Studies in Linux data storage

Save It


This month we look at filesystems for SSDs and show you how to get connected with a Windows Active Directory file server.

By Joe Casad and Rainer Lukas

Life was so easy when the all the data for a standalone computer stayed on a little local hard drive. If the hard disk died, you were out of luck (unless you had the habit of performing regular backups to a tape drive or a bevy of floppy disks), but as long as it was working, you never had to worry about connectivity, network authentication, and the array of hardware and filesystem compatibility issues facing today's IT professionals. The good news is, it is much easier to back up your data now. The bad news is, the amount of data you have to back up is astronomically larger, and the tools for accessing data storage systems are vastly more complicated.

This month we study Linux filesystem options for Solid-State Drives (SSDs), and we examine some important techniques for accessing Windows file servers in Active Directory environments. You'll learn how to set up your Linux system as an Active-Directory-ready Kerberos client, and we'll even show you a shortcut for easy AD access using Likewise Open.

So Much Data

By the end of the five-year period between 2006 and 2011, the volume of data stored globally - our digital universe - will have exploded to 10 times its current size. Toward the end of this period, 1,800 exabytes of new data are being added each year. This unimaginable mass of information spans a variety of formats and containers, with the number of containers growing one and a half times as fast as the volume of data itself. The forecast figure for 2011 is 20 quadrillion - 20 million billion - containers (data files, images, tags, and so on).

This explosion in data storage has caused (or been caused by) an explosion in the data storage hardware. The world's bits now reside on a rich collection of exotic devices. Some of the terms that turn up frequently in storage discussions include:

Many devices come with built-in (or easily configurable) fault tolerance features, and remote backup to a data center is always an option for an extra measure of safety.

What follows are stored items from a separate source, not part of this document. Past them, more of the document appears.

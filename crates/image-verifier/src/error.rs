//! Error types for image verification

use std::path::PathBuf;
use std::time::Duration;
use thiserror::Error;

/// Unified error type for discovery, build and verification
#[derive(Error, Debug)]
pub enum Error {
    /// The working directory could not be listed
    #[error("failed to list image directories in {path}: {source}")]
    Discovery {
        /// Directory being listed
        path: PathBuf,
        /// Underlying I/O error
        #[source]
        source: std::io::Error,
    },

    /// Configuration is unusable
    #[error("invalid configuration: {reason}")]
    Config {
        /// What is wrong with the configuration
        reason: String,
    },

    /// A Docker API call failed
    #[error("docker operation '{operation}' failed: {source}")]
    Docker {
        /// The operation being performed
        operation: &'static str,
        /// Underlying Docker API error
        #[source]
        source: bollard::errors::Error,
    },

    /// The container has no host binding for an exposed port
    #[error("container {container_id} has no host binding for port {port}")]
    PortNotMapped {
        /// Container whose port was queried
        container_id: String,
        /// Container-side port
        port: u16,
    },

    /// A started container never began answering HTTP requests
    #[error("{image} did not answer on {url} within {timeout:?}")]
    NotReady {
        /// Image reference of the container
        image: String,
        /// URL that was polled
        url: String,
        /// Startup timeout that elapsed
        timeout: Duration,
    },

    /// The build container exited with a non-zero code
    #[error("build container exited with code {exit_code}")]
    BuildFailed {
        /// Exit code reported by the runtime
        exit_code: i64,
    },

    /// The build container did not exit in time
    #[error("build container did not exit within {timeout:?}")]
    BuildTimeout {
        /// Configured build timeout
        timeout: Duration,
    },

    /// The shared HTTP client could not be created
    #[error("failed to start HTTP client: {0}")]
    ClientStartup(#[source] reqwest::Error),

    /// An HTTP request failed before a response arrived
    #[error("request to {url} failed: {source}")]
    Request {
        /// Requested URL
        url: String,
        /// Underlying client error
        #[source]
        source: reqwest::Error,
    },

    /// The response did not meet expectations
    #[error(transparent)]
    Assertion(#[from] AssertionFailure),

    /// Verification work panicked; the payload message is kept
    #[error("verification panicked: {0}")]
    Panicked(String),

    /// Stopping or removing a container failed
    #[error("failed to clean up container {container_id}: {reason}")]
    Cleanup {
        /// Container that leaked
        container_id: String,
        /// Why cleanup failed
        reason: String,
    },

    /// I/O error
    #[error(transparent)]
    Io(#[from] std::io::Error),
}

impl Error {
    /// Create a docker error for the named operation
    pub fn docker(operation: &'static str, source: bollard::errors::Error) -> Self {
        Self::Docker { operation, source }
    }

    /// Create a configuration error
    pub fn config(reason: impl Into<String>) -> Self {
        Self::Config {
            reason: reason.into(),
        }
    }

    /// Whether this error aborts the whole run when raised during setup
    pub fn is_fatal(&self) -> bool {
        matches!(
            self,
            Error::Discovery { .. }
                | Error::Config { .. }
                | Error::BuildFailed { .. }
                | Error::BuildTimeout { .. }
                | Error::ClientStartup(_)
        )
    }
}

/// A response that did not match the expected status or content
#[derive(Error, Debug, Clone, PartialEq, Eq)]
#[error("{}", describe(self))]
pub struct AssertionFailure {
    /// Expected HTTP status
    pub expected_status: u16,
    /// Actual HTTP status
    pub actual_status: u16,
    /// Markers that were required but absent from the body
    pub missing_markers: Vec<String>,
    /// Leading part of the response body, for diagnostics
    pub body_excerpt: String,
}

fn describe(failure: &AssertionFailure) -> String {
    let mut parts = Vec::new();
    if failure.expected_status != failure.actual_status {
        parts.push(format!(
            "expected status {} but was {}",
            failure.expected_status, failure.actual_status
        ));
    }
    if !failure.missing_markers.is_empty() {
        parts.push(format!(
            "expected body to contain {:?}; body was {:?}",
            failure.missing_markers, failure.body_excerpt
        ));
    }
    parts.join("; ")
}

/// Result type alias
pub type Result<T> = std::result::Result<T, Error>;
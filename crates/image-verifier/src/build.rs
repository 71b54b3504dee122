//! One-shot build container that runs the Makefile against the work directory.

use std::time::{Duration, Instant};

use futures::StreamExt;
use tokio::task::JoinHandle;
use tracing::{debug, info, warn};

use crate::config::VerifierConfig;
use crate::error::{Error, Result};
use crate::runtime::{BindMount, ContainerRuntime, ContainerSpec, LogSource, SESSION_LABEL};

const LOG_DRAIN_TIMEOUT: Duration = Duration::from_secs(5);

/// Successful build
#[derive(Debug, Clone, PartialEq, Eq)]
pub struct BuildOutcome {
    /// Exit code of the build container, always 0
    pub exit_code: i64,
    /// How long the build took
    pub duration: Duration,
}

/// Runs the build container to completion
pub struct BuildStage {
    spec: ContainerSpec,
    timeout: Duration,
}

impl BuildStage {
    /// Create the build stage from the verifier config
    pub fn new(config: &VerifierConfig, session_id: &str) -> Self {
        let spec = ContainerSpec::new(&config.build_image)
            .with_bind(BindMount::read_write(
                &config.docker_socket,
                config.docker_socket.to_string_lossy(),
            ))
            .with_bind(BindMount::read_write(&config.work_dir, &config.build_mount))
            .with_working_dir(&config.build_mount)
            .with_command(config.build_command.clone())
            .with_label(SESSION_LABEL, session_id);

        Self {
            spec,
            timeout: config.build_timeout,
        }
    }

    /// The container the build runs in
    pub fn spec(&self) -> &ContainerSpec {
        &self.spec
    }

    /// Run the build and block until it exits.
    ///
    /// Fails unless the container exits with code 0 within the timeout. The
    /// container is removed afterwards in every case.
    pub async fn run<R: ContainerRuntime + ?Sized>(&self, runtime: &R) -> Result<BuildOutcome> {
        info!(
            "Building images with {} (timeout {:?})",
            self.spec.image, self.timeout
        );
        let started = Instant::now();

        runtime.ensure_image(&self.spec.image).await?;
        let container_id = runtime.start(&self.spec).await?;

        let log_task = match runtime.follow_logs(&container_id).await {
            Ok(logs) => Some(forward_logs(logs)),
            Err(e) => {
                warn!("Could not follow build output: {}", e);
                None
            }
        };

        let waited = tokio::time::timeout(self.timeout, runtime.wait(&container_id)).await;
        let result = match waited {
            Ok(Ok(0)) => Ok(BuildOutcome {
                exit_code: 0,
                duration: started.elapsed(),
            }),
            Ok(Ok(exit_code)) => Err(Error::BuildFailed { exit_code }),
            Ok(Err(e)) => Err(e),
            Err(_) => {
                if let Err(e) = runtime.stop(&container_id).await {
                    warn!("Failed to stop timed out build container: {}", e);
                }
                Err(Error::BuildTimeout {
                    timeout: self.timeout,
                })
            }
        };

        if let Some(task) = log_task {
            if tokio::time::timeout(LOG_DRAIN_TIMEOUT, task).await.is_err() {
                debug!("Build log stream still open after exit, dropping it");
            }
        }
        if let Err(e) = runtime.remove(&container_id).await {
            warn!("Failed to remove build container {}: {}", container_id, e);
        }

        match &result {
            Ok(outcome) => info!("Build finished in {:?}", outcome.duration),
            Err(e) => warn!("Build failed: {}", e),
        }
        result
    }
}

fn forward_logs(mut logs: crate::runtime::LogStream) -> JoinHandle<()> {
    tokio::spawn(async move {
        while let Some(line) = logs.next().await {
            match line.source {
                LogSource::Stdout => info!(target: "image_verifier::build", "{}", line.message),
                LogSource::Stderr => warn!(target: "image_verifier::build", "{}", line.message),
            }
        }
    })
}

Migrating from one storage device to another presents a range of complications, depending on the devices and the means of migration. Possibly the easiest situation for data migration occurs when data are stored on local disks managed by a RAID controller. If the migration target has a more recent RAID controller, however, you won't be able to just reconnect the disks. If the data reside on a software RAID, a physical move might be possible in some circumstances, but chances are you would rather upgrade to newer, larger, and faster disks. If you use an external RAID array, you will typically have the option of replicating the data on a second identical (or similar) system. This will normally mean purchasing the new system from the same manufacturer. If you can't attach the old memory subsystem to the new server, you have to use the IP network to transfer the data.

If the data are on a Direct Attached Storage system (Figure 1), such as a disk array connected directly to the server, the situation is very similar to the case of an internal hard disk, the only difference being that a professional storage subsystem often offers the ability to connect to multiple servers at the same time. Thanks to this option, you can connect your new server to the existing array, mount the old and new volumes for the migration, and simply create a local copy of the data.

Figure 1: A typical DAS system, the RDL-AS42S3, with 42 disk bays in a four-height-unit-tall case.

With a Storage Area Network (SAN), you can simply mount the old server's volumes on the new server, assuming you can configure the new server to interoperate with the SAN.

If you already have Network Area Storage (NAS) systems running at your data center, operating system migration is fairly simple. Because filesystems are managed by the storage hardware and not the servers, migration is typically not even necessary.

If you purchase a new NAS system from the same vendor as its predecessor, you will typically have some options for replicating the data online on the new system.

Read On

Keep reading for more on storing data on solid-state drives and configuring your Linux clients to access data on Windows Active Directory servers.

Giants Have Their Own Rules

Web 2.0 platforms like MySpace, YouTube, and Second Life, as well as Internet giants like eBay, Google, or Yahoo, generate unimaginably large volumes of data. Multiple petabytes of data are the norm. For example, the Kodak EasyShare Gallery stores about 8 petabytes (8,000,000 gigabytes) of data. Dailymotion, a European MySpace competitor, has added an average of 1 terabyte a day since it started up in 2005.

In cloud computing, the data volumes are even larger. The tier 1 data for the Large Hadron Collider (LHC) at CERN is sent to Karlsruhe, Germany, for processing. The cluster computer that handles this has 16 petabytes of storage at its disposal.